Meet “Beverly Clucky”

Wednesday, the Yellow Barn Poultry Co. had it’s first loss.  Poor Gertrude holds a dear place in our hearts and we hope that we were able to make her five weeks with us comfortable and happy….and we think that she felt right at home here until that fateful morning when she went to live in the big chicken coop in the sky. And of course we have the portrait of Gertrude that Mary-Hall painted to remember her by.

Saturday, the Yellow Barn Poultry Co. got a new girl.  She’s the cutest little 7 week old Buff Orpington pullet you’ve ever seen.  And she totally thinks I’m her Momma and snuggles up to me any time I go out to visit her.  And to be honest, I kind of AM her momma right now, as she’s not in the coop with our other three girls yet. But before I get into all that, you may be wondering how we arrived at her name.

"Hellooooooo, world!"  Beverly Clucky leans in for her close-up.

“Hellooooooo, world!” Beverly Clucky leans in for her close-up.

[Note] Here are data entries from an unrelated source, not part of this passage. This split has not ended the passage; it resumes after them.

use std::collections::VecDeque;
use std::io::{self, Read, Write};
use std::sync::atomic::{AtomicBool, Ordering};
use std::sync::{Arc, Mutex};
use std::time::{Duration, Instant};

use image::{Rgb, RgbImage};

use mjpeg_relay::detect::{
    Annotator, DetectionPipeline, ModelConfig, ModelRegistry, RawDetection, StubBackend,
};
use mjpeg_relay::ingest::{Upstream, UpstreamReader};
use mjpeg_relay::{
    FallbackBuffer, Frame, FrameTransformer, Phase, RelayContext, RelayError, RelaySession,
    SessionSettings, TransformConfig,
};

/// How a scripted connection behaves once its chunks run out.
#[derive(Clone, Copy)]
enum Tail {
    /// Clean end of stream.
    Eof,
    /// Socket stays open and drips one garbage byte every few milliseconds.
    Trickle,
}

struct ScriptedReader {
    chunks: VecDeque<Vec<u8>>,
    tail: Tail,
}

impl Read for ScriptedReader {
    fn read(&mut self, buf: &mut [u8]) -> io::Result<usize> {
        if let Some(mut chunk) = self.chunks.pop_front() {
            let n = chunk.len().min(buf.len());
            buf[..n].copy_from_slice(&chunk[..n]);
            if n < chunk.len() {
                self.chunks.push_front(chunk.split_off(n));
            }
            return Ok(n);
        }
        match self.tail {
            Tail::Eof => Ok(0),
            Tail::Trickle => {
                std::thread::sleep(Duration::from_millis(5));
                buf[0] = 0x42;
                Ok(1)
            }
        }
    }
}

/// Serves one scripted connection per entry, then refuses every later attempt.
struct ScriptedUpstream {
    connections: Mutex<VecDeque<(Vec<u8>, Tail)>>,
}

impl ScriptedUpstream {
    fn new(connections: Vec<(Vec<u8>, Tail)>) -> Self {
        Self {
            connections: Mutex::new(connections.into()),
        }
    }

    fn refusing() -> Self {
        Self::new(Vec::new())
    }
}

impl Upstream for ScriptedUpstream {
    fn open(&self) -> Result<UpstreamReader, RelayError> {
        match self.connections.lock().unwrap().pop_front() {
            Some((bytes, tail)) => {
                // Small chunks so frames straddle reads.
                let chunks = bytes.chunks(97).map(<[u8]>::to_vec).collect();
                Ok(Box::new(ScriptedReader { chunks, tail }))
            }
            None => Err(RelayError::UpstreamUnavailable(
                "connection refused".to_string(),
            )),
        }
    }

    fn describe(&self) -> String {
        "scripted camera".to_string()
    }
}

/// Records each flushed multipart part; fails writes once `limit` parts were delivered.
#[derive(Clone)]
struct RecordingSink {
    parts: Arc<Mutex<Vec<Vec<u8>>>>,
    current: Vec<u8>,
    limit: usize,
}

impl RecordingSink {
    fn new(limit: usize) -> Self {
        Self {
            parts: Arc::new(Mutex::new(Vec::new())),
            current: Vec::new(),
            limit,
        }
    }

    fn payloads(&self) -> Vec<Vec<u8>> {
        let header = b"--frame\r\nContent-Type: image/jpeg\r\n\r\n";
        self.parts
            .lock()
            .unwrap()
            .iter()
            .map(|part| {
                assert!(part.starts_with(header), "malformed part header");
                assert!(part.ends_with(b"\r\n"), "malformed part trailer");
                part[header.len()..part.len() - 2].to_vec()
            })
            .collect()
    }
}

impl Write for RecordingSink {
    fn write(&mut self, buf: &[u8]) -> io::Result<usize> {
        if self.parts.lock().unwrap().len() >= self.limit {
            return Err(io::Error::new(io::ErrorKind::BrokenPipe, "client went away"));
        }
        self.current.extend_from_slice(buf);
        Ok(buf.len())
    }

    fn flush(&mut self) -> io::Result<()> {
        if !self.current.is_empty() {
            self.parts.lock().unwrap().push(std::mem::take(&mut self.current));
        }
        Ok(())
    }
}

fn solid_frame(width: u32, height: u32, shade: u8) -> Frame {
    Frame::encode(&RgbImage::from_pixel(width, height, Rgb([shade, shade, shade])), 90).unwrap()
}

fn live_frames() -> Vec<Frame> {
    (0..3).map(|i| solid_frame(48, 32, 60 + i * 40)).collect()
}

fn camera_bytes(frames: &[Frame]) -> Vec<u8> {
    let mut bytes = b"--camera\r\nContent-Type: image/jpeg\r\n\r\n".to_vec();
    for frame in frames {
        bytes.extend_from_slice(frame.as_bytes());
        bytes.extend_from_slice(b"\r\n--camera\r\nContent-Type: image/jpeg\r\n\r\n");
    }
    bytes
}

fn fast_settings() -> SessionSettings {
    SessionSettings {
        stall_timeout: Duration::from_millis(80),
        reconnect_delay: Duration::from_millis(100),
        fallback_fps: 50.0,
        jpeg_quality: 80,
    }
}

fn context(
    upstream: ScriptedUpstream,
    fallback: Frame,
    transform: TransformConfig,
    pipeline: Option<Arc<DetectionPipeline>>,
) -> Arc<RelayContext> {
    Arc::new(RelayContext {
        upstream: Arc::new(upstream),
        fallback: Arc::new(FallbackBuffer::from_frames(vec![fallback]).unwrap()),
        transformer: FrameTransformer::new(transform),
        pipeline,
        annotator: Annotator::new(),
        settings: fast_settings(),
        shutdown: Arc::new(AtomicBool::new(false)),
    })
}

fn recorded_transitions(
    session: RelaySession<RecordingSink>,
) -> (RelaySession<RecordingSink>, Arc<Mutex<Vec<(Phase, Phase)>>>) {
    let transitions = Arc::new(Mutex::new(Vec::new()));
    let sink = transitions.clone();
    let session = session.with_observer(move |from, to| sink.lock().unwrap().push((from, to)));
    (session, transitions)
}

#[test]
fn live_frames_then_fallback_then_reconnect() {
    let live = live_frames();
    let fallback = solid_frame(48, 32, 0);
    let ctx = context(
        ScriptedUpstream::new(vec![(camera_bytes(&live), Tail::Eof)]),
        fallback.clone(),
        TransformConfig::default(),
        None,
    );
    let sink = RecordingSink::new(12);
    let (session, transitions) = recorded_transitions(RelaySession::new(1, ctx, sink.clone()));

    let stats = session.run();

    let payloads = sink.payloads();
    assert_eq!(payloads.len(), 12);
    // Live frames pass through byte-identical and in order.
    for (payload, frame) in payloads.iter().zip(&live) {
        assert_eq!(payload.as_slice(), frame.as_bytes());
    }
    // Everything after the camera dropped is the fallback animation.
    assert!(payloads[3..].iter().all(|p| p.as_slice() == fallback.as_bytes()));

    assert_eq!(stats.live_frames, 3);
    assert_eq!(stats.fallback_frames, 9);
    assert!(stats.connect_attempts >= 2, "never retried the camera");

    let transitions = transitions.lock().unwrap();
    assert_eq!(transitions[0], (Phase::Connecting, Phase::Streaming));
    assert_eq!(transitions[1], (Phase::Streaming, Phase::Fallback));
    assert!(transitions.contains(&(Phase::Fallback, Phase::Connecting)));
    assert_eq!(transitions.last().map(|t| t.1), Some(Phase::Closed));
}

#[test]
fn stalled_camera_switches_to_fallback_once() {
    let live = live_frames();
    let fallback = solid_frame(48, 32, 0);
    let ctx = context(
        ScriptedUpstream::new(vec![(camera_bytes(&live[..1]), Tail::Trickle)]),
        fallback.clone(),
        TransformConfig::default(),
        None,
    );
    let sink = RecordingSink::new(4);
    let (session, transitions) = recorded_transitions(RelaySession::new(2, ctx, sink.clone()));

    let started = Instant::now();
    let stats = session.run();

    assert_eq!(stats.live_frames, 1);
    assert_eq!(stats.stalls, 1);
    assert!(started.elapsed() >= Duration::from_millis(80));

    let transitions = transitions.lock().unwrap();
    let into_fallback = transitions
        .iter()
        .filter(|t| **t == (Phase::Streaming, Phase::Fallback))
        .count();
    assert_eq!(into_fallback, 1);
    // Streaming is only ever entered from Connecting.
    assert!(transitions
        .iter()
        .filter(|t| t.1 == Phase::Streaming)
        .all(|t| t.0 == Phase::Connecting));
    assert!(transitions.iter().all(|(from, to)| from != to));

    let payloads = sink.payloads();
    assert_eq!(payloads[0].as_slice(), live[0].as_bytes());
    assert!(payloads[1..].iter().all(|p| p.as_slice() == fallback.as_bytes()));
}

#[test]
fn unreachable_camera_serves_paced_fallback() {
    let fallback = solid_frame(48, 32, 0);
    let ctx = context(
        ScriptedUpstream::refusing(),
        fallback,
        TransformConfig::default(),
        None,
    );
    let sink = RecordingSink::new(10);

    let started = Instant::now();
    let stats = RelaySession::new(3, ctx, sink).run();
    let elapsed = started.elapsed();

    assert_eq!(stats.live_frames, 0);
    assert_eq!(stats.fallback_frames, 10);
    assert!(stats.upstream_failures >= 1);
    // 10 frames at 50 fps cannot arrive in a burst.
    assert!(elapsed >= Duration::from_millis(140), "fallback not paced: {:?}", elapsed);
}

#[test]
fn shutdown_closes_a_running_session() {
    let ctx = context(
        ScriptedUpstream::refusing(),
        solid_frame(16, 16, 0),
        TransformConfig::default(),
        None,
    );
    let shutdown = ctx.shutdown.clone();
    let sink = RecordingSink::new(usize::MAX);
    let (session, transitions) = recorded_transitions(RelaySession::new(4, ctx, sink));

    let runner = std::thread::spawn(move || session.run());
    std::thread::sleep(Duration::from_millis(150));
    shutdown.store(true, Ordering::SeqCst);
    let stats = runner.join().unwrap();

    assert!(stats.fallback_frames > 0);
    assert_eq!(transitions.lock().unwrap().last().map(|t| t.1), Some(Phase::Closed));
}

#[test]
fn transformed_frames_feed_detection() {
    let live = live_frames();
    let mut registry = ModelRegistry::new();
    registry.register(
        ModelConfig::new("scripted", 32, 15.0, 1.0, 30.0).unwrap(),
        StubBackend::with_detections(vec![RawDetection {
            x1: 4.0,
            y1: 8.0,
            x2: 20.0,
            y2: 24.0,
            confidence: 0.9,
            class: "thing".to_string(),
        }]),
    );
    let pipeline = Arc::new(DetectionPipeline::new(registry, 2));
    pipeline.enable().unwrap();

    let transform = TransformConfig {
        rotate_degrees: 90,
        output_width: Some(24),
        ..TransformConfig::default()
    };
    let ctx = context(
        ScriptedUpstream::new(vec![(camera_bytes(&live), Tail::Eof)]),
        solid_frame(24, 36, 0),
        transform,
        Some(pipeline.clone()),
    );
    let sink = RecordingSink::new(3);
    let stats = RelaySession::new(5, ctx, sink.clone()).run();
    assert_eq!(stats.live_frames, 3);

    // 48x32 rotated to 32x48, then resized to width 24 keeping aspect.
    for payload in sink.payloads() {
        let decoded = Frame::new(payload).decode().unwrap();
        assert_eq!(decoded.dimensions(), (24, 36));
    }

    let deadline = Instant::now() + Duration::from_secs(2);
    let snapshot = loop {
        if let Some(snapshot) = pipeline.latest() {
            break snapshot;
        }
        assert!(Instant::now() < deadline, "no detection results published");
        std::thread::sleep(Duration::from_millis(10));
    };
    assert_eq!(snapshot.model, "scripted");
    assert_eq!(snapshot.detections.len(), 1);
    let detection = &snapshot.detections[0];
    assert!(detection.x2 <= 24.0 && detection.y2 <= 36.0);

    assert!(pipeline.shutdown(Duration::from_secs(2)));
}

#[test]
fn cached_results_are_drawn_in_output_coordinates() {
    let live = live_frames();
    let mut registry = ModelRegistry::new();
    registry.register(
        ModelConfig::new("scripted", 48, 15.0, 1.0, 30.0).unwrap(),
        StubBackend::with_detections(vec![RawDetection {
            x1: 12.0,
            y1: 8.0,
            x2: 36.0,
            y2: 40.0,
            confidence: 0.9,
            class: "thing".to_string(),
        }]),
    );
    let pipeline = Arc::new(DetectionPipeline::new(registry, 2));
    pipeline.enable().unwrap();
    assert!(pipeline.submit(&RgbImage::new(32, 48)));
    let deadline = Instant::now() + Duration::from_secs(2);
    while pipeline.latest().is_none() {
        assert!(Instant::now() < deadline, "no detection results published");
        std::thread::sleep(Duration::from_millis(10));
    }
    // 32x48 letterboxed into 48x48 sits at offset_x 8, so the box maps to (4,8)-(28,40).
    let snapshot = pipeline.latest().unwrap();
    let d = &snapshot.detections[0];
    assert_eq!((d.x1, d.y1, d.x2, d.y2), (4.0, 8.0, 28.0, 40.0));

    let transform = TransformConfig {
        rotate_degrees: 90,
        ..TransformConfig::default()
    };
    let ctx = context(
        ScriptedUpstream::new(vec![(camera_bytes(&live), Tail::Eof)]),
        solid_frame(32, 48, 0),
        transform,
        Some(pipeline.clone()),
    );
    let sink = RecordingSink::new(3);
    let stats = RelaySession::new(6, ctx, sink.clone()).run();
    assert_eq!(stats.live_frames, 3);

    // Green minus red is near zero on grey and strongly positive on the box outline.
    let greenness = |image: &RgbImage, x: u32, y: u32| {
        let p = image.get_pixel(x, y);
        i32::from(p[1]) - i32::from(p[0])
    };
    for payload in sink.payloads() {
        let decoded = Frame::new(payload).decode().unwrap();
        assert_eq!(decoded.dimensions(), (32, 48));
        for y in [16, 24, 32] {
            let left = (3..=5).map(|x| greenness(&decoded, x, y)).max().unwrap();
            let right = (26..=28).map(|x| greenness(&decoded, x, y)).max().unwrap();
            assert!(left > 40, "left edge missing at y={y}: {left}");
            assert!(right > 40, "right edge missing at y={y}: {right}");
            // Model-space x=12 is inside the output box and stays grey.
            assert!(greenness(&decoded, 12, y) < left / 2);
            assert!(greenness(&decoded, 16, y) < right / 2);
        }
    }

    assert!(pipeline.shutdown(Duration::from_secs(2)));
}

I wanted to keep the female authors theme going with the new chicken name and came up with a list of lady writers that I admire.  Keith, on the other hand was rooting for something a little more chicken-appropriate and easier to remember.  So, after lots of thought, I came up with what I consider to be a home-run compromise.  Gertrude had been named after Gertrude Chandler Warner, author of my very favorite children’s series, The Boxcar Children, so it only seemed right to name our new friend after  Beverly Cleary, the author of the “Ramona Quimby” series, another childhood favorite of mine.  Inspired by my hairdresser who named her cat “Catsy Cline,” after famed singer “Patsy Cline” (perhaps the kitty had a penchant for going walking after midnight? womp womp.) I opted to go with “Beverly Clucky”…paying tribute not only to the writer, but bringing in some “foul” humor as well.


Another shot of Beverly on the way to her new home. This time of course, she’s being all coy.

The past 48 hours have been a crash course in poultry husbandry for sure.  I’d seen briefly in one of the many chicken books I’ve read in the past few months that introducing a new chicken to the flock should be done carefully, but I didn’t think to do much research until after I brought Beverly home.  And yikes.  I kind of broke every rule in the book.  Here’s a list of wisdom compiled from several different blogs, websites and books.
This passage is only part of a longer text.